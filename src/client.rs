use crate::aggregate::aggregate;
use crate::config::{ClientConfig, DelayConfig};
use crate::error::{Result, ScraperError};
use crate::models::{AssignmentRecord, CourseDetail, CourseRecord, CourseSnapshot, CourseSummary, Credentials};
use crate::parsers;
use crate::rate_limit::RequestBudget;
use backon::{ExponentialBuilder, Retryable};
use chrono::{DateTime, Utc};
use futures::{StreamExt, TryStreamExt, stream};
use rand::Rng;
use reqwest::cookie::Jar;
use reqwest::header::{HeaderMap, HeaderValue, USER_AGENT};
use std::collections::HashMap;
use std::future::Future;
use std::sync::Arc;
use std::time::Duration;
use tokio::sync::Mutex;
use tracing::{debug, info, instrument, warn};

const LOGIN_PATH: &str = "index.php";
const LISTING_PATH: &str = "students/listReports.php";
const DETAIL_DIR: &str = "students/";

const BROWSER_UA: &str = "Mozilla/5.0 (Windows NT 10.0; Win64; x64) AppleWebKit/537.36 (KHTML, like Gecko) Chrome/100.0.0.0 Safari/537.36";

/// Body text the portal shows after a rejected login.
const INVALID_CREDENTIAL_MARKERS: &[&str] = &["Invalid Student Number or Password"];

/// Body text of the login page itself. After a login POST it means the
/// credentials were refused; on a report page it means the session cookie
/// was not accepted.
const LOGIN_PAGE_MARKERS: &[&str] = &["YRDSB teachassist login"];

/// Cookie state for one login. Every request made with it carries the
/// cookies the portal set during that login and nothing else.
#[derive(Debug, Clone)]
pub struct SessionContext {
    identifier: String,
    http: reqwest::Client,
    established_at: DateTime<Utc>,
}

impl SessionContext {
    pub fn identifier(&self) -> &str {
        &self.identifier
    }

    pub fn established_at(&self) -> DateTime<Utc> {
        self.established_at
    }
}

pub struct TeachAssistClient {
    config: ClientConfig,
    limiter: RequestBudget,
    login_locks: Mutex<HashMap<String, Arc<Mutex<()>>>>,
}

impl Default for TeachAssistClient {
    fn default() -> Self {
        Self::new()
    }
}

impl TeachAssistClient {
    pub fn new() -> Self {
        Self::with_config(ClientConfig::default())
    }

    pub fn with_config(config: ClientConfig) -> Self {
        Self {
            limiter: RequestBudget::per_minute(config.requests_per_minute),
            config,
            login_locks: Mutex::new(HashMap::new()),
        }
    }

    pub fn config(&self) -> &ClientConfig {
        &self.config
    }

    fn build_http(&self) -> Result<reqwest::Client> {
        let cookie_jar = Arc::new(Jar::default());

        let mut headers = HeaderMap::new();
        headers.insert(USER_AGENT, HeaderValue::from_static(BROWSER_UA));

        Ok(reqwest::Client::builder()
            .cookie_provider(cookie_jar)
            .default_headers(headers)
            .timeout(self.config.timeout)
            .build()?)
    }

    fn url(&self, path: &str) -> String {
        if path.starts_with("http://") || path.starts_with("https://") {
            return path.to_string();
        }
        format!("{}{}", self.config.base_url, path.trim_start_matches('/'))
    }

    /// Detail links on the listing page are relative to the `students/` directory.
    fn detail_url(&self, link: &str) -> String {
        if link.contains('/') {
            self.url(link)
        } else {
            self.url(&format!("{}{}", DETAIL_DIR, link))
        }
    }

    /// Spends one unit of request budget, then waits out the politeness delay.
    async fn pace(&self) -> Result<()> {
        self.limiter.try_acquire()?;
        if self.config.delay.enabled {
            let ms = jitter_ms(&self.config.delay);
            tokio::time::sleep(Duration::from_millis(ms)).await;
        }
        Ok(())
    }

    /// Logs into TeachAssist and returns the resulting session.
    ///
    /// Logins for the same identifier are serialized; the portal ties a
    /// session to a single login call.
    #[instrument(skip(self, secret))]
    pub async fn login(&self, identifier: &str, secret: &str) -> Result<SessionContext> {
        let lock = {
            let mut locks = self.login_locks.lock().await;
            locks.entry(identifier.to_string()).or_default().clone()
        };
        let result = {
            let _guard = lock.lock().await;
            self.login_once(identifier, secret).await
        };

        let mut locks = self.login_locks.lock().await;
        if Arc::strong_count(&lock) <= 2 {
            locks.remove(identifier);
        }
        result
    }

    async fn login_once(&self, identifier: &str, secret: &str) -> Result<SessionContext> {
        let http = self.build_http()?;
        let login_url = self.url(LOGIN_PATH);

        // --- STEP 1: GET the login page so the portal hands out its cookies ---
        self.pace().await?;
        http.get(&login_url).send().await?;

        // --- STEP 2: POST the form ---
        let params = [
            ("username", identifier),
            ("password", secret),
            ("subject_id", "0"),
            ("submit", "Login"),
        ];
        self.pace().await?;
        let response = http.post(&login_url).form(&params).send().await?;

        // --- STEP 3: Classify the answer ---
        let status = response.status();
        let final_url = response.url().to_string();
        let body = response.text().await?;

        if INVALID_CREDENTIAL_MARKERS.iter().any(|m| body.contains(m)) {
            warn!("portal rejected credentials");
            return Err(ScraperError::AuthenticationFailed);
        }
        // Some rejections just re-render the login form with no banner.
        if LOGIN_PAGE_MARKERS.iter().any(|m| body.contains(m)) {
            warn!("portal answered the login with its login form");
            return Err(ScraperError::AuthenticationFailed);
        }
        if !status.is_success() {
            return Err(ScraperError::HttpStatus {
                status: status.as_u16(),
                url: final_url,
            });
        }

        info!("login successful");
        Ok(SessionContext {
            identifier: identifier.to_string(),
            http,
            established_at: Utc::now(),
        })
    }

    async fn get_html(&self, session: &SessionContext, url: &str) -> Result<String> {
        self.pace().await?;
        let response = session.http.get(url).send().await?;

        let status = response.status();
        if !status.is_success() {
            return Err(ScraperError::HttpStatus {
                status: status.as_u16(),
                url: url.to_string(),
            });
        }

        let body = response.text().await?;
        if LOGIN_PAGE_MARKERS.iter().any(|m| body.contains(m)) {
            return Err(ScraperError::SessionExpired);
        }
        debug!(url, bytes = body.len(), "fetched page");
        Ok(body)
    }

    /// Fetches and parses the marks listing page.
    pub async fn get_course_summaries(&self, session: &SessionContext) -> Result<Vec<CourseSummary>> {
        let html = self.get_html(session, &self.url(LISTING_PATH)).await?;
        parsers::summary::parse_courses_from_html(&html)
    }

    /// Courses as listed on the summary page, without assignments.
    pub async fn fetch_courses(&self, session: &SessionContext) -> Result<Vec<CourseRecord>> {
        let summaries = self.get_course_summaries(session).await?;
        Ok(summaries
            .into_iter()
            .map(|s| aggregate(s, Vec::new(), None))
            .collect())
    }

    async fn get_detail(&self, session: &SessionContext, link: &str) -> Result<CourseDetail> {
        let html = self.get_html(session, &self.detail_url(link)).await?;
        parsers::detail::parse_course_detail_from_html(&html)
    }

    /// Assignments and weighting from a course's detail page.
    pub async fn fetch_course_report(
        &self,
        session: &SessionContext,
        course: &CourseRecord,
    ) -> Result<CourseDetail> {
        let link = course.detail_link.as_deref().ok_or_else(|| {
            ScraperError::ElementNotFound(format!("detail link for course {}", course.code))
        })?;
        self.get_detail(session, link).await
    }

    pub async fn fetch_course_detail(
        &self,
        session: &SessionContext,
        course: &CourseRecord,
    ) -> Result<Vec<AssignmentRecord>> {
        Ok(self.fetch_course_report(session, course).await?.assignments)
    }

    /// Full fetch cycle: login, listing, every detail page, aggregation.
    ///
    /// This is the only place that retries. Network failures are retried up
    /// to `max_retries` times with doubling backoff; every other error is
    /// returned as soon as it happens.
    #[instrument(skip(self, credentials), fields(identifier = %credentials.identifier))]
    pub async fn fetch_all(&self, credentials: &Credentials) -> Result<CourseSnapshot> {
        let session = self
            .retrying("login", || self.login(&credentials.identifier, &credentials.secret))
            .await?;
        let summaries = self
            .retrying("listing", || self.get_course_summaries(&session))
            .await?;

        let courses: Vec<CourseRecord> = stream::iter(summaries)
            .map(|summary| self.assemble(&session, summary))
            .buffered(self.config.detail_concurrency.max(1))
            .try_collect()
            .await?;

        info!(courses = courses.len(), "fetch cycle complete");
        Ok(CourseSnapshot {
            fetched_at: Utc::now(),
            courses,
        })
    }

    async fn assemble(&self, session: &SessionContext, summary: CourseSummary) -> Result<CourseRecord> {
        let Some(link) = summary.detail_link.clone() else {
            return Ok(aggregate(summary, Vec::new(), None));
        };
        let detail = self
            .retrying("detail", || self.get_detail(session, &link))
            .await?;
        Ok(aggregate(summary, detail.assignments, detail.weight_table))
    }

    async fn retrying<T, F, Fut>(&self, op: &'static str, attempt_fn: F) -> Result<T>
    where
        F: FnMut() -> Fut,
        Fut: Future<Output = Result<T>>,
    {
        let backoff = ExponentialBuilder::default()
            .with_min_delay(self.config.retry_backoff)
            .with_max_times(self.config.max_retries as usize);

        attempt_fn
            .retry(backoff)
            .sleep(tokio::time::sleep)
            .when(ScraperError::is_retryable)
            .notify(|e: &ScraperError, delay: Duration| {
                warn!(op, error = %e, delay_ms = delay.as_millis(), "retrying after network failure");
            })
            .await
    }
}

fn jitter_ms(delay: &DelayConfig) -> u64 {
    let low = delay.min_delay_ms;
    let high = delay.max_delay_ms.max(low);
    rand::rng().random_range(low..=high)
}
○ ○ ○ ○ ○
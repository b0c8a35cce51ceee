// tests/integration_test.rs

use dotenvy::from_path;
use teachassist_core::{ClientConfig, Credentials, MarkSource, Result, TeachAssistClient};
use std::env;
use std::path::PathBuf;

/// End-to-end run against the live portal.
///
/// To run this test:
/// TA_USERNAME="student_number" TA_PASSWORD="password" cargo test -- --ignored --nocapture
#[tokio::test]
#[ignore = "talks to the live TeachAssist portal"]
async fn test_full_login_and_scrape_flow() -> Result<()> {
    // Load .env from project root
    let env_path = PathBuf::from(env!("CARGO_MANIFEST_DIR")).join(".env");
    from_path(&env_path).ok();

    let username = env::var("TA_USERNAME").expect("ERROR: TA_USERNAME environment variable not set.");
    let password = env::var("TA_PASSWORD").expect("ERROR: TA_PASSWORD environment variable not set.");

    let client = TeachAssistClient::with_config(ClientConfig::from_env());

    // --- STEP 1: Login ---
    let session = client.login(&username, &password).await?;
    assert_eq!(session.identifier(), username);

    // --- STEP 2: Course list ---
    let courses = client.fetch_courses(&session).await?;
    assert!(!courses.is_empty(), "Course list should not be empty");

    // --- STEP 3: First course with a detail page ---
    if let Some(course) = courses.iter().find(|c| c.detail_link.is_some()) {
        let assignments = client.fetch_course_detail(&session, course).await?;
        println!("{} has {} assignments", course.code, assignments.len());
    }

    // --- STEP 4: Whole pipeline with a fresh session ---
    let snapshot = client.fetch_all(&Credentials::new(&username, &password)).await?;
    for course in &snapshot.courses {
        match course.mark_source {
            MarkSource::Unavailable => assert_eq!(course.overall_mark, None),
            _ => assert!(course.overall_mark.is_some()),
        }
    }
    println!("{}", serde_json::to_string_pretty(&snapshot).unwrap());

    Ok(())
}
○ ○ ○ ○ ○
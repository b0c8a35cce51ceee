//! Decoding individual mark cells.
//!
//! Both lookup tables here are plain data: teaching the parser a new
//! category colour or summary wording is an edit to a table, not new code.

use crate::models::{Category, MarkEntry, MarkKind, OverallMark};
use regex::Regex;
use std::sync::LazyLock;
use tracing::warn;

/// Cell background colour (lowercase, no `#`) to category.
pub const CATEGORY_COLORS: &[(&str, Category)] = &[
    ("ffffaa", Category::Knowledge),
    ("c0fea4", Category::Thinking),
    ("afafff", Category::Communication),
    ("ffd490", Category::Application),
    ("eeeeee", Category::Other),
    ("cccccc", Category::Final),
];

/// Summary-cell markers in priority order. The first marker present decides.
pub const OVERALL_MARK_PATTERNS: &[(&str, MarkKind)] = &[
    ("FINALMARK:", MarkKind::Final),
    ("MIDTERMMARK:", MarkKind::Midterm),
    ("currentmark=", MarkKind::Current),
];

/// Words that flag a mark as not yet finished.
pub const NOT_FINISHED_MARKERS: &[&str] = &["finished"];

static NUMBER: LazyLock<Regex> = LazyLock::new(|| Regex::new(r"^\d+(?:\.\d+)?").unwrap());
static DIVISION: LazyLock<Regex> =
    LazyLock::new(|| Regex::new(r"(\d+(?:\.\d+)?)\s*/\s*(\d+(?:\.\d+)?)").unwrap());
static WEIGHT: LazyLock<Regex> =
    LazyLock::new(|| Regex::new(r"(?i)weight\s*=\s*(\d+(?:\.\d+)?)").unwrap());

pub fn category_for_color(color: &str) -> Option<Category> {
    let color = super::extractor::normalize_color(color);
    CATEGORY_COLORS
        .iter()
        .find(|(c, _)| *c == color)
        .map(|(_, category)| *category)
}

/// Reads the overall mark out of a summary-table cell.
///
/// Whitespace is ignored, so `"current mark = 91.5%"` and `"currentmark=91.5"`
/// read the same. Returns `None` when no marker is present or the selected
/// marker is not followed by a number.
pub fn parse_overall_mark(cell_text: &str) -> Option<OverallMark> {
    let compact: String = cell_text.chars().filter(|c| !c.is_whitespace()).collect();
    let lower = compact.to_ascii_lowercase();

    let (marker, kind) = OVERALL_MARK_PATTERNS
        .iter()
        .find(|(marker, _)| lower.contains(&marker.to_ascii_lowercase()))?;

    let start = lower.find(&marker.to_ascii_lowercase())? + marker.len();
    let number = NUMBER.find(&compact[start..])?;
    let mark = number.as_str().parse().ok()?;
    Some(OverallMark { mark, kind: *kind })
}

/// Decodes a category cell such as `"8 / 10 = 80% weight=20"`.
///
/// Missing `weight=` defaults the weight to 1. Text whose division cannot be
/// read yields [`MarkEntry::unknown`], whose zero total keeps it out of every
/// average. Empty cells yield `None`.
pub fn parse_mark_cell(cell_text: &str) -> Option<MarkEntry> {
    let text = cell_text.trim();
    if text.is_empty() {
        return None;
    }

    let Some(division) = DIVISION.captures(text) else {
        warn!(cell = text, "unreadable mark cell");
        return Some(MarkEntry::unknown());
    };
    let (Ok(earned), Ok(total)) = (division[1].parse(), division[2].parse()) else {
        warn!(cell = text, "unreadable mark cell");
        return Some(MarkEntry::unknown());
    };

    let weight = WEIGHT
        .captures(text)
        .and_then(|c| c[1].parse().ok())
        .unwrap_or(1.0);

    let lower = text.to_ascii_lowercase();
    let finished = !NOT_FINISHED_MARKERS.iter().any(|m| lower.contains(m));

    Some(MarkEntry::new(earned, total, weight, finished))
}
○ ○ ○ ○ ○
Required action - Repeat the entries above verbatim, but only from the line that has "filename src/client.rs" down to the line that has "const LOGIN_PATH: &str", inclusive.

Completed task -
filename src/client.rs
use crate::aggregate::aggregate;
use crate::config::{ClientConfig, DelayConfig};
use crate::error::{Result, ScraperError};
use crate::models::{AssignmentRecord, CourseDetail, CourseRecord, CourseSnapshot, CourseSummary, Credentials};
use crate::parsers;
use crate::rate_limit::RequestBudget;
use backon::{ExponentialBuilder, Retryable};
use chrono::{DateTime, Utc};
use futures::{StreamExt, TryStreamExt, stream};
use rand::Rng;
use reqwest::cookie::Jar;
use reqwest::header::{HeaderMap, HeaderValue, USER_AGENT};
use std::collections::HashMap;
use std::future::Future;
use std::sync::Arc;
use std::time::Duration;
use tokio::sync::Mutex;
use tracing::{debug, info, instrument, warn};

const LOGIN_PATH: &str = "index.php";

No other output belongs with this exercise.